**INPUT MATERIAL**
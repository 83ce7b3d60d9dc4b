//! Random self-play diagnostic harness.
//!
//! Plays a number of games by picking uniformly from the legal
//! continuations each turn, asserting the structural invariants after
//! every applied update, and reporting how each game ended. Usage:
//!
//!     random_playout [games] [max_plies]

use rand::prelude::IndexedRandom;

use damson_chess::game_state::chess_types::{Color, PieceKind};
use damson_chess::game_state::game_state::{GameState, Status, Update};
use damson_chess::move_generation::rulebook::{Rulebook, StandardRulebook};
use damson_chess::utils::render_game_state::render_game_state;

fn all_legal_updates<R: Rulebook>(rulebook: &R, game: &GameState) -> Vec<Update> {
    game.board
        .pieces_of(game.active_player.color)
        .collect::<Vec<_>>()
        .into_iter()
        .flat_map(|placed| rulebook.legal_updates(game, placed.position))
        .collect()
}

fn assert_invariants(game: &GameState) {
    assert!(game.board.len() <= 32, "board holds more than 32 pieces");
    for color in [Color::White, Color::Black] {
        let kings = game
            .board
            .pieces_of(color)
            .filter(|p| p.piece.kind == PieceKind::King)
            .count();
        assert_eq!(kings, 1, "{color:?} must have exactly one king");
    }
}

fn main() {
    let mut args = std::env::args().skip(1);
    let games: usize = args
        .next()
        .and_then(|s| s.parse().ok())
        .unwrap_or(10);
    let max_plies: usize = args
        .next()
        .and_then(|s| s.parse().ok())
        .unwrap_or(300);

    let rulebook = StandardRulebook::new();
    let mut rng = rand::rng();

    for game_index in 0..games {
        let mut game = rulebook.create_game();
        let mut plies = 0;

        let outcome = loop {
            let status = rulebook.status(&game);
            match status {
                Status::WhiteTurn | Status::BlackTurn => {}
                terminal => break format!("{terminal:?}"),
            }
            if plies >= max_plies {
                break format!("cut off after {max_plies} plies");
            }

            let updates = all_legal_updates(&rulebook, &game);
            let picked = updates
                .choose(&mut rng)
                .expect("an in-progress game always has a legal continuation");

            game = picked.state.clone();
            assert_invariants(&game);
            plies += 1;
        };

        println!("game {game_index}: {outcome} in {plies} plies");
        println!("{}", render_game_state(&game));
    }
}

**EXERCISE DIRECTIONS**
Restate all of the material exactly.

**ANSWER TO THIS PROBLEM**
repository 83ce7b3d60d9dc4b
//! Random self-play diagnostic harness.
//!
//! Plays a number of games by picking uniformly from the legal
//! continuations each turn, asserting the structural invariants after
//! every applied update, and reporting how each game ended. Usage:
//!
//!     random_playout [games] [max_plies]

use rand::prelude::IndexedRandom;

use damson_chess::game_state::chess_types::{Color, PieceKind};
use damson_chess::game_state::game_state::{GameState, Status, Update};
use damson_chess::move_generation::rulebook::{Rulebook, StandardRulebook};
use damson_chess::utils::render_game_state::render_game_state;

fn all_legal_updates<R: Rulebook>(rulebook: &R, game: &GameState) -> Vec<Update> {
    game.board
        .pieces_of(game.active_player.color)
        .collect::<Vec<_>>()
        .into_iter()
        .flat_map(|placed| rulebook.legal_updates(game, placed.position))
        .collect()
}

fn assert_invariants(game: &GameState) {
    assert!(game.board.len() <= 32, "board holds more than 32 pieces");
    for color in [Color::White, Color::Black] {
        let kings = game
            .board
            .pieces_of(color)
            .filter(|p| p.piece.kind == PieceKind::King)
            .count();
        assert_eq!(kings, 1, "{color:?} must have exactly one king");
    }
}

fn main() {
    let mut args = std::env::args().skip(1);
    let games: usize = args
        .next()
        .and_then(|s| s.parse().ok())
        .unwrap_or(10);
    let max_plies: usize = args
        .next()
        .and_then(|s| s.parse().ok())
        .unwrap_or(300);

    let rulebook = StandardRulebook::new();
    let mut rng = rand::rng();

    for game_index in 0..games {
        let mut game = rulebook.create_game();
        let mut plies = 0;

        let outcome = loop {
            let status = rulebook.status(&game);
            match status {
                Status::WhiteTurn | Status::BlackTurn => {}
                terminal => break format!("{terminal:?}"),
            }
            if plies >= max_plies {
                break format!("cut off after {max_plies} plies");
            }

            let updates = all_legal_updates(&rulebook, &game);
            let picked = updates
                .choose(&mut rng)
                .expect("an in-progress game always has a legal continuation");

            game = picked.state.clone();
            assert_invariants(&game);
            plies += 1;
        };

        println!("game {game_index}: {outcome} in {plies} plies");
        println!("{}", render_game_state(&game));
    }
}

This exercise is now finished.